Xi Jinping says war must never be allowed on Korean peninsula as South’s president tries to mend relations on visit to China

Chinese leader welcomes Moon Jae-in to Beijing as two sides seek to resolve differences over Seoul’s deployment of anti-missile system

PUBLISHED : Thursday, 14 December, 2017, 10:27pm
UPDATED : Thursday, 14 December, 2017, 11:28pm

Chinese President Xi Jinping has said that wars on the Korean peninsula are never acceptable, adding that China would continue to support dialogue between Seoul and Pyongyang.

Meeting his South Korean counterpart Moon Jae-in in Beijing on Thursday afternoon, Xi also warned that South Korea should “appropriately handle” its deployment of a US-backed anti-missile system, which Beijing saw as a strategic threat and triggered its worst diplomatic crisis with Seoul in recent times.
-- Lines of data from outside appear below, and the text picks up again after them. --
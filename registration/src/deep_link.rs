//! WhatsApp and email deep links.
//!
//! Only the URL is built here. Whatever opens it (a chat client, a mail
//! client) is outside this crate.

use serde::{Deserialize, Serialize};
use std::fmt;
use thiserror::Error;

/// Canned messages offered by the floating contact widget
pub const QUICK_MESSAGES: [&str; 3] = [
    "Hi! I\u{2019}d like to join a service \u{1f64f}",
    "Please pray with me",
    "How can I partner?",
];

const WHATSAPP_BASE: &str = "https://wa.me/";

/// Deep link construction errors
#[derive(Error, Debug, Clone, PartialEq, Eq)]
pub enum DeepLinkError {
    /// The number contains characters other than digits and separators
    #[error("phone number {0:?} contains invalid characters")]
    InvalidCharacters(String),

    /// E.164 numbers have 8 to 15 digits
    #[error("phone number {input:?} has {digits} digits, expected 8 to 15")]
    DigitCount {
        /// Number as given
        input: String,
        /// Digits found
        digits: usize,
    },
}

/// An E.164 phone number, held as digits without the leading `+`
#[derive(Clone, Debug, PartialEq, Eq, Hash, Serialize, Deserialize)]
pub struct WhatsAppNumber(String);

impl WhatsAppNumber {
    /// Parses `+27 72 738 9214`, `27727389214`, `(+27) 72-738-9214` and the like
    ///
    /// # Errors
    ///
    /// Returns [`DeepLinkError`] for letters or other stray characters, or a
    /// digit count outside 8..=15.
    pub fn parse(input: &str) -> Result<Self, DeepLinkError> {
        let trimmed = input.trim();
        let body = trimmed.strip_prefix('+').unwrap_or(trimmed);

        let mut digits = String::with_capacity(body.len());
        for c in body.chars() {
            match c {
                '0'..='9' => digits.push(c),
                ' ' | '-' | '(' | ')' | '.' | '+' => {},
                _ => return Err(DeepLinkError::InvalidCharacters(input.to_string())),
            }
        }

        if !(8..=15).contains(&digits.len()) {
            return Err(DeepLinkError::DigitCount {
                input: input.to_string(),
                digits: digits.len(),
            });
        }
        Ok(Self(digits))
    }

    /// Digits without the `+`
    #[must_use]
    pub fn digits(&self) -> &str {
        &self.0
    }
}

impl fmt::Display for WhatsAppNumber {
    fn fmt(&self, f: &mut fmt::Formatter<'_>) -> fmt::Result {
        write!(f, "+{}", self.0)
    }
}

/// `https://wa.me/<digits>`, with `?text=<percent-encoded>` when there is a message
#[must_use]
pub fn whatsapp_link(number: &WhatsAppNumber, text: Option<&str>) -> String {
    match text.filter(|text| !text.is_empty()) {
        Some(text) => format!(
            "{WHATSAPP_BASE}{}?text={}",
            number.digits(),
            urlencoding::encode(text)
        ),
        None => format!("{WHATSAPP_BASE}{}", number.digits()),
    }
}

/// `mailto:` link with optional percent-encoded subject and body
#[must_use]
pub fn mailto_link(address: &str, subject: Option<&str>, body: Option<&str>) -> String {
    let params: Vec<String> = [("subject", subject), ("body", body)]
        .into_iter()
        .filter_map(|(key, value)| {
            value
                .filter(|value| !value.is_empty())
                .map(|value| format!("{key}={}", urlencoding::encode(value)))
        })
        .collect();

    if params.is_empty() {
        format!("mailto:{address}")
    } else {
        format!("mailto:{address}?{}", params.join("&"))
    }
}

#[cfg(test)]
mod tests {
    use super::*;

    fn number() -> WhatsAppNumber {
        WhatsAppNumber::parse("+27727389214").unwrap_or_else(|e| unreachable!("{e}"))
    }

    #[test]
    fn test_parse_strips_separators() {
        let parsed = WhatsAppNumber::parse("(+27) 72-738 9214");
        assert_eq!(parsed, Ok(number()));
        assert_eq!(number().to_string(), "+27727389214");
    }

    #[test]
    fn test_parse_rejects_letters_and_bad_lengths() {
        assert!(matches!(
            WhatsAppNumber::parse("+27 CALL-NOW"),
            Err(DeepLinkError::InvalidCharacters(_))
        ));
        assert!(matches!(
            WhatsAppNumber::parse("+123"),
            Err(DeepLinkError::DigitCount { digits: 3, .. })
        ));
        assert!(matches!(
            WhatsAppNumber::parse(""),
            Err(DeepLinkError::DigitCount { digits: 0, .. })
        ));
    }

    #[test]
    fn test_link_without_text() {
        assert_eq!(whatsapp_link(&number(), None), "https://wa.me/27727389214");
        assert_eq!(whatsapp_link(&number(), Some("")), "https://wa.me/27727389214");
    }

    #[test]
    fn test_link_percent_encodes_text() {
        let link = whatsapp_link(&number(), Some("Please pray with me & my family?"));
        assert_eq!(
            link,
            "https://wa.me/27727389214?text=Please%20pray%20with%20me%20%26%20my%20family%3F"
        );
    }

    #[test]
    fn test_link_encodes_newlines_and_emoji() {
        let link = whatsapp_link(&number(), Some(QUICK_MESSAGES[0]));
        assert!(link.ends_with("%F0%9F%99%8F"), "{link}");
        assert!(!link.contains(' '));

        let multiline = whatsapp_link(&number(), Some("a\nb"));
        assert!(multiline.ends_with("text=a%0Ab"));
    }

    #[test]
    fn test_mailto() {
        assert_eq!(
            mailto_link("prayer@example.org", None, None),
            "mailto:prayer@example.org"
        );
        assert_eq!(
            mailto_link("prayer@example.org", Some("Prayer request"), Some("")),
            "mailto:prayer@example.org?subject=Prayer%20request"
        );
        assert_eq!(
            mailto_link("a@b.c", Some("Hi"), Some("x=y")),
            "mailto:a@b.c?subject=Hi&body=x%3Dy"
        );
    }
}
The meeting at the Great Hall of the People came on the second day of Moon’s four-day trip to China – his first since taking office in May.

“For reasons known to all, China-South Korea relations have experienced some setbacks,” Xi said before the meeting in an apparent reference to the Terminal High Area Altitude Defence (THAAD) system.
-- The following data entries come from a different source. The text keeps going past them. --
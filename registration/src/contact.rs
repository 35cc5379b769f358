//! Contact form reducer.
//!
//! The form never leaves the process. Sending is a timer; once it fires the
//! form shows as sent until it is reset.

use sanctuary_core::{SmallVec, effect::Effect, reducer::Reducer, smallvec};
use serde::{Deserialize, Serialize};
use std::fmt;
use std::time::Duration;

/// Ministry the message is addressed to
#[derive(Clone, Copy, Debug, Default, PartialEq, Eq, Hash, Serialize, Deserialize)]
#[serde(rename_all = "snake_case")]
pub enum Ministry {
    /// General inquiry
    #[default]
    General,
    /// Prayer request
    Prayer,
    /// Pastoral care
    Pastoral,
    /// Community outreach
    Outreach,
    /// Youth ministry
    Youth,
    /// Church membership
    Membership,
}

impl Ministry {
    /// Every option, in form order
    pub const ALL: [Self; 6] = [
        Self::General,
        Self::Prayer,
        Self::Pastoral,
        Self::Outreach,
        Self::Youth,
        Self::Membership,
    ];

    /// Option label
    #[must_use]
    pub const fn label(self) -> &'static str {
        match self {
            Self::General => "General Inquiry",
            Self::Prayer => "Prayer Request",
            Self::Pastoral => "Pastoral Care",
            Self::Outreach => "Community Outreach",
            Self::Youth => "Youth Ministry",
            Self::Membership => "Church Membership",
        }
    }
}

impl fmt::Display for Ministry {
    fn fmt(&self, f: &mut fmt::Formatter<'_>) -> fmt::Result {
        f.write_str(self.label())
    }
}

/// A free-text contact field
#[derive(Clone, Copy, Debug, PartialEq, Eq, Hash, Serialize, Deserialize)]
pub enum ContactField {
    /// Sender name
    Name,
    /// Sender email
    Email,
    /// Subject line
    Subject,
    /// Message body
    Message,
}

impl ContactField {
    /// Form label
    #[must_use]
    pub const fn label(self) -> &'static str {
        match self {
            Self::Name => "name",
            Self::Email => "email",
            Self::Subject => "subject",
            Self::Message => "message",
        }
    }
}

/// Contact form fields
#[derive(Clone, Debug, Default, PartialEq, Eq, Serialize, Deserialize)]
pub struct ContactForm {
    /// Sender name
    pub name: String,
    /// Sender email
    pub email: String,
    /// Subject line
    pub subject: String,
    /// Message body
    pub message: String,
    /// Addressed ministry
    pub ministry: Ministry,
}

impl ContactForm {
    fn field_mut(&mut self, field: ContactField) -> &mut String {
        match field {
            ContactField::Name => &mut self.name,
            ContactField::Email => &mut self.email,
            ContactField::Subject => &mut self.subject,
            ContactField::Message => &mut self.message,
        }
    }

    /// Required fields that are still empty
    #[must_use]
    pub fn missing_fields(&self) -> Vec<ContactField> {
        [
            (&self.name, ContactField::Name),
            (&self.email, ContactField::Email),
            (&self.subject, ContactField::Subject),
            (&self.message, ContactField::Message),
        ]
        .into_iter()
        .filter(|(value, _)| value.trim().is_empty())
        .map(|(_, field)| field)
        .collect()
    }
}

/// Where the form is in its lifecycle
#[derive(Clone, Copy, Debug, Default, PartialEq, Eq, Serialize, Deserialize)]
pub enum ContactStatus {
    /// Accepting input
    #[default]
    Editing,
    /// Waiting out the send delay
    Sending,
    /// Thank-you view
    Sent,
}

/// Contact form state
#[derive(Clone, Debug, Default, PartialEq, Eq, Serialize, Deserialize)]
pub struct ContactState {
    /// Current input
    pub form: ContactForm,
    /// Lifecycle
    pub status: ContactStatus,
}

/// Contact form actions
#[derive(Clone, Debug, PartialEq, Eq, Serialize, Deserialize)]
pub enum ContactAction {
    /// Edit a text field
    UpdateField {
        /// Field being edited
        field: ContactField,
        /// New value
        value: String,
    },
    /// Pick the ministry
    SelectMinistry {
        /// Chosen ministry
        ministry: Ministry,
    },
    /// Send the message
    Submit,
    /// The send delay elapsed
    Delivered,
    /// Clear the form for another message
    Reset,
}

/// Contact form environment
#[derive(Clone, Copy, Debug)]
pub struct ContactEnvironment {
    /// Simulated send delay
    pub delay: Duration,
}

impl ContactEnvironment {
    /// Creates a new `ContactEnvironment`
    #[must_use]
    pub const fn new(delay: Duration) -> Self {
        Self { delay }
    }
}

/// Reducer for the contact form
#[derive(Clone, Copy, Debug, Default)]
pub struct ContactReducer;

impl ContactReducer {
    /// Creates a new `ContactReducer`
    #[must_use]
    pub const fn new() -> Self {
        Self
    }
}

impl Reducer for ContactReducer {
    type State = ContactState;
    type Action = ContactAction;
    type Environment = ContactEnvironment;

    fn reduce(
        &self,
        state: &mut Self::State,
        action: Self::Action,
        env: &Self::Environment,
    ) -> SmallVec<[Effect<Self::Action>; 4]> {
        match action {
            ContactAction::UpdateField { field, value } => {
                if state.status == ContactStatus::Editing {
                    *state.form.field_mut(field) = value;
                }
            },

            ContactAction::SelectMinistry { ministry } => {
                if state.status == ContactStatus::Editing {
                    state.form.ministry = ministry;
                }
            },

            ContactAction::Submit => {
                if state.status != ContactStatus::Editing {
                    tracing::warn!(status = ?state.status, "Ignoring contact submit");
                    return smallvec![Effect::None];
                }
                let missing = state.form.missing_fields();
                if !missing.is_empty() {
                    tracing::debug!(?missing, "Contact form incomplete");
                    return smallvec![Effect::None];
                }

                tracing::info!(ministry = %state.form.ministry, "Sending contact message");
                state.status = ContactStatus::Sending;
                return smallvec![Effect::delay(env.delay, ContactAction::Delivered)];
            },

            ContactAction::Delivered => {
                if state.status == ContactStatus::Sending {
                    state.status = ContactStatus::Sent;
                }
            },

            ContactAction::Reset => {
                if state.status == ContactStatus::Sending {
                    tracing::warn!("Ignoring reset while sending");
                } else {
                    *state = ContactState::default();
                }
            },
        }

        smallvec![Effect::None]
    }
}
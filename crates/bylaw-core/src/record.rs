//! # Canonical Project Record
//!
//! The one shape every downstream component sees. Field names serialize to
//! the canonical tabular column names, so a serialized record fed back
//! through [`crate::normalize`] yields the same record.

use serde::{Deserialize, Serialize};

use crate::error::BylawError;

/// A single building project, as submitted for a compliance check.
///
/// Areas are square metres, lengths are metres. Numeric fields are never
/// negative; missing values are zero and missing text is empty.
#[derive(Debug, Clone, Default, PartialEq, Serialize, Deserialize)]
pub struct ProjectRecord {
    /// Project name.
    #[serde(rename = "project_name")]
    pub name: String,
    /// Plot area in square metres.
    #[serde(rename = "plot_area_sqm")]
    pub plot_area: f64,
    /// Built-up area in square metres.
    #[serde(rename = "built_area_sqm")]
    pub built_area: f64,
    /// Building height in metres.
    #[serde(rename = "height_m")]
    pub height: f64,
    /// Number of floors.
    pub floors: u32,
    /// Front setback in metres.
    #[serde(rename = "front_setback_m")]
    pub front_setback: f64,
    /// Rear setback in metres.
    #[serde(rename = "rear_setback_m")]
    pub rear_setback: f64,
    /// Side setback in metres.
    #[serde(rename = "side_setback_m")]
    pub side_setback: f64,
    /// Number of parking spots provided.
    pub parking_spots: u32,
    /// Building type (residential, commercial, ...).
    pub building_type: String,
    /// Free-text location.
    pub location: String,
    /// Floor area ratio utilized.
    pub far_utilized: f64,
}

impl ProjectRecord {
    /// Check the fields a compliance query cannot be built without.
    ///
    /// # Errors
    ///
    /// Returns [`BylawError::InvalidInput`] naming every blank field among
    /// `project_name`, `building_type` and `location`.
    pub fn validate(&self) -> Result<(), BylawError> {
        let missing: Vec<&str> = [
            ("project_name", &self.name),
            ("building_type", &self.building_type),
            ("location", &self.location),
        ]
        .into_iter()
        .filter(|(_, value)| value.trim().is_empty())
        .map(|(field, _)| field)
        .collect();

        if missing.is_empty() {
            Ok(())
        } else {
            Err(BylawError::InvalidInput(format!(
                "missing required fields: {}",
                missing.join(", ")
            )))
        }
    }
}
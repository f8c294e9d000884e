//! # API Route Modules
//!
//! | Route                       | Module         |
//! |-----------------------------|----------------|
//! | `POST /api/checkCompliance` | [`compliance`] |
//! | `POST /api/askBylaw`        | [`bylaw`]      |
//! | `GET /api/health`           | [`health`]     |

pub mod bylaw;
pub mod compliance;
pub mod health;
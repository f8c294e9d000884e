//! # Application State
//!
//! Shared state for the Axum application, passed to all route handlers
//! via the `State` extractor.
//!
//! The state holds no mutable data. It carries the two resolvers, each
//! wrapping the same optional knowledge client, and the default rule set
//! the rule resolver falls back to. Everything is built once at startup.

use std::path::PathBuf;
use std::sync::Arc;

use bylaw_core::RuleSet;
use bylaw_knowledge::{KnowledgeClient, RetryPolicy};
use bylaw_resolver::{AnswerResolver, RuleResolver};

/// Default listen port.
pub const DEFAULT_PORT: u16 = 3001;

/// Environment variable naming a default-rules JSON file.
pub const ENV_DEFAULT_RULES: &str = "BYLAW_DEFAULT_RULES";

/// Application configuration.
#[derive(Debug, Clone)]
pub struct AppConfig {
    /// Port to bind the HTTP server to.
    pub port: u16,
    /// Default-rules override file. Built-in rules apply when `None`.
    pub default_rules_path: Option<PathBuf>,
    /// Retry policy for knowledge service calls.
    pub retry: RetryPolicy,
}

impl Default for AppConfig {
    fn default() -> Self {
        Self {
            port: DEFAULT_PORT,
            default_rules_path: None,
            retry: RetryPolicy::default(),
        }
    }
}

impl AppConfig {
    /// Read `PORT` and `BYLAW_DEFAULT_RULES` from the environment.
    pub fn from_env() -> Self {
        Self::from_lookup(|var| std::env::var(var).ok())
    }

    /// Build configuration through an arbitrary variable lookup.
    pub fn from_lookup(lookup: impl Fn(&str) -> Option<String>) -> Self {
        let port = lookup("PORT")
            .and_then(|p| p.trim().parse().ok())
            .unwrap_or(DEFAULT_PORT);
        let default_rules_path = lookup(ENV_DEFAULT_RULES)
            .map(|p| p.trim().to_string())
            .filter(|p| !p.is_empty())
            .map(PathBuf::from);
        Self {
            port,
            default_rules_path,
            retry: RetryPolicy::default(),
        }
    }
}

/// Shared application state.
#[derive(Debug, Clone)]
pub struct AppState {
    pub config: AppConfig,
    pub rules: Arc<RuleResolver<KnowledgeClient>>,
    pub answers: Arc<AnswerResolver<KnowledgeClient>>,
}

impl AppState {
    /// State with default configuration, built-in rules and no knowledge
    /// service. Every request takes the fallback path.
    pub fn new() -> Self {
        Self::with_config(AppConfig::default(), None, RuleSet::builtin())
    }

    /// State with the given configuration, optional knowledge client and
    /// default rule set.
    pub fn with_config(
        config: AppConfig,
        client: Option<KnowledgeClient>,
        defaults: RuleSet,
    ) -> Self {
        let rules = RuleResolver::new(client.clone(), Arc::new(defaults))
            .with_retry_policy(config.retry);
        let answers = AnswerResolver::new(client).with_retry_policy(config.retry);
        Self {
            config,
            rules: Arc::new(rules),
            answers: Arc::new(answers),
        }
    }

    /// Whether a knowledge service is configured.
    pub fn knowledge_configured(&self) -> bool {
        self.rules.is_configured()
    }
}

impl Default for AppState {
    fn default() -> Self {
        Self::new()
    }
}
Can Moon Jae-in get relations with Beijing back on track after THAAD?

Xi said such setbacks provided “inspiration for the two countries on how to better explore future relations”, according to state broadcaster CCTV.
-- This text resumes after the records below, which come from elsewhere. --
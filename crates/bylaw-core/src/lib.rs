#![deny(missing_docs)]

//! # bylaw-core -- Foundational Types for the Bylaw Compliance Stack
//!
//! This crate defines the types every other crate in the workspace depends
//! on. It performs no I/O beyond reading a default-rules file on request and
//! has no internal crate dependencies; only `serde`, `serde_json` and
//! `thiserror` from the external ecosystem.
//!
//! ## Pipeline
//!
//! ```text
//! raw row ──normalize()──▶ ProjectRecord ──evaluate(&RuleSet)──▶ ComplianceReport
//! ```
//!
//! ## Design Principles
//!
//! 1. **Normalization never fails.** Unknown, empty or unparsable values
//!    coerce to zero / empty string. Required-field validation is a separate,
//!    explicit step ([`ProjectRecord::validate`]).
//!
//! 2. **Evaluation is pure.** [`evaluate`] takes a record and a rule set and
//!    returns a report. Same inputs, same report.
//!
//! 3. **Summary counts are derived.** [`ComplianceReport`] computes its
//!    summary from its checks at construction; the two cannot diverge.

pub mod answer;
pub mod error;
pub mod evaluate;
pub mod normalize;
pub mod record;
pub mod rules;

pub use answer::BylawAnswer;
pub use error::BylawError;
pub use evaluate::{
    derive_filename, evaluate, ClauseRef, ComplianceCheck, ComplianceReport, Limit, Metric,
    Observed, SetbackClauses, SetbackValues, Summary,
};
pub use normalize::{normalize, raw_row_from_json, RawRow};
pub use record::ProjectRecord;
pub use rules::{RuleSet, SetbackRules};
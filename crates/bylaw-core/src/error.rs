//! # Error Hierarchy
//!
//! Structured errors for the core crate, built with `thiserror`.
//! Normalization and evaluation are infallible; the only failures here are
//! caller-facing validation and loading an override rule set from disk.

use thiserror::Error;

/// Top-level error type for the core crate.
#[derive(Error, Debug)]
pub enum BylawError {
    /// Caller-supplied input failed validation (empty question, missing
    /// required project fields).
    #[error("invalid input: {0}")]
    InvalidInput(String),

    /// A default-rules override could not be read or parsed.
    #[error("failed to load rules from {path}: {reason}")]
    RulesLoad {
        /// The path that was read.
        path: String,
        /// Why loading failed.
        reason: String,
    },

    /// JSON serialization/deserialization error.
    #[error("JSON error: {0}")]
    Json(#[from] serde_json::Error),
}
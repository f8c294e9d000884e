//! # bylaw-resolver -- Rules and Answers with Graceful Degradation
//!
//! Two resolvers sit between the API and the knowledge service:
//!
//! - [`RuleResolver`] turns a project record into a [`bylaw_core::RuleSet`],
//!   falling back to the configured defaults.
//! - [`AnswerResolver`] answers a free-text question, falling back to a
//!   canned table and then a generic apology.
//!
//! Both make at most two calls (one retry after a fixed backoff) and never
//! surface a service failure to the caller. Each result carries its source
//! so callers can tell a live answer from a fallback.
//!
//! Resolvers are generic over [`bylaw_knowledge::KnowledgeService`]. When no
//! service is configured they go straight to the fallback without a call.

pub mod answer;
pub mod canned;
pub mod prompt;
pub mod rules;

pub use answer::{AnswerResolver, AnswerSource, ResolvedAnswer};
pub use canned::{CannedAnswer, CANNED_ANSWERS, GENERIC_APOLOGY};
pub use rules::{ResolvedRules, RuleResolver, RuleSource};
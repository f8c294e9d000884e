//! # bylaw-api -- Binary Entry Point
//!
//! Starts the Axum HTTP server. Binds to `PORT` (default 3001).

use bylaw_api::state::AppConfig;
use bylaw_knowledge::{KnowledgeClient, KnowledgeConfig};
use tracing_subscriber::EnvFilter;

#[tokio::main]
async fn main() -> Result<(), Box<dyn std::error::Error>> {
    // Structured tracing; LOG_FORMAT=json switches to JSON lines.
    let filter = EnvFilter::try_from_default_env().unwrap_or_else(|_| EnvFilter::new("info"));
    if std::env::var("LOG_FORMAT").is_ok_and(|f| f.eq_ignore_ascii_case("json")) {
        tracing_subscriber::fmt().json().with_env_filter(filter).init();
    } else {
        tracing_subscriber::fmt().with_env_filter(filter).init();
    }

    let config = AppConfig::from_env();
    let port = config.port;

    let client = match KnowledgeConfig::from_env() {
        Ok(knowledge_config) => {
            tracing::info!(
                endpoint = %knowledge_config.endpoint,
                document_id = %knowledge_config.document_id,
                "knowledge service configured"
            );
            match KnowledgeClient::new(knowledge_config) {
                Ok(client) => Some(client),
                Err(e) => {
                    tracing::error!("Failed to create knowledge client: {e}");
                    return Err(e.into());
                }
            }
        }
        Err(e) => {
            tracing::warn!(
                "Knowledge service not configured: {e}. Rules and answers will use fallbacks."
            );
            None
        }
    };

    let state = bylaw_api::bootstrap::bootstrap(config, client);
    let app = bylaw_api::app(state);

    let addr = std::net::SocketAddr::from(([0, 0, 0, 0], port));
    tracing::info!("Bylaw API listening on {}", addr);

    let listener = tokio::net::TcpListener::bind(addr).await?;
    axum::serve(listener, app).await?;

    Ok(())
}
“I hope and believe that [Moon’s] visit will be an important opportunity to improve relations as we seek to find ways to carve a better path based on mutual respect and trust,” Xi said.

Moon acknowledged the “temporary difficulties” between the two countries, but said he wanted to build “the foundation for a new era”, without mentioning THAAD.

Moon, who advocates dialogue with the North, also called on Beijing to help to chart a peaceful solution to the North Korea nuclear crisis.

“I hope we will reaffirm our countries’ joint stance to peacefully resolve the North Korean nuclear problem that threatens peace and security – not only in Northeast Asia but the entire world – and discuss specific ways to cooperate,” Moon was quoted by South Korean news agency Yonhap as saying.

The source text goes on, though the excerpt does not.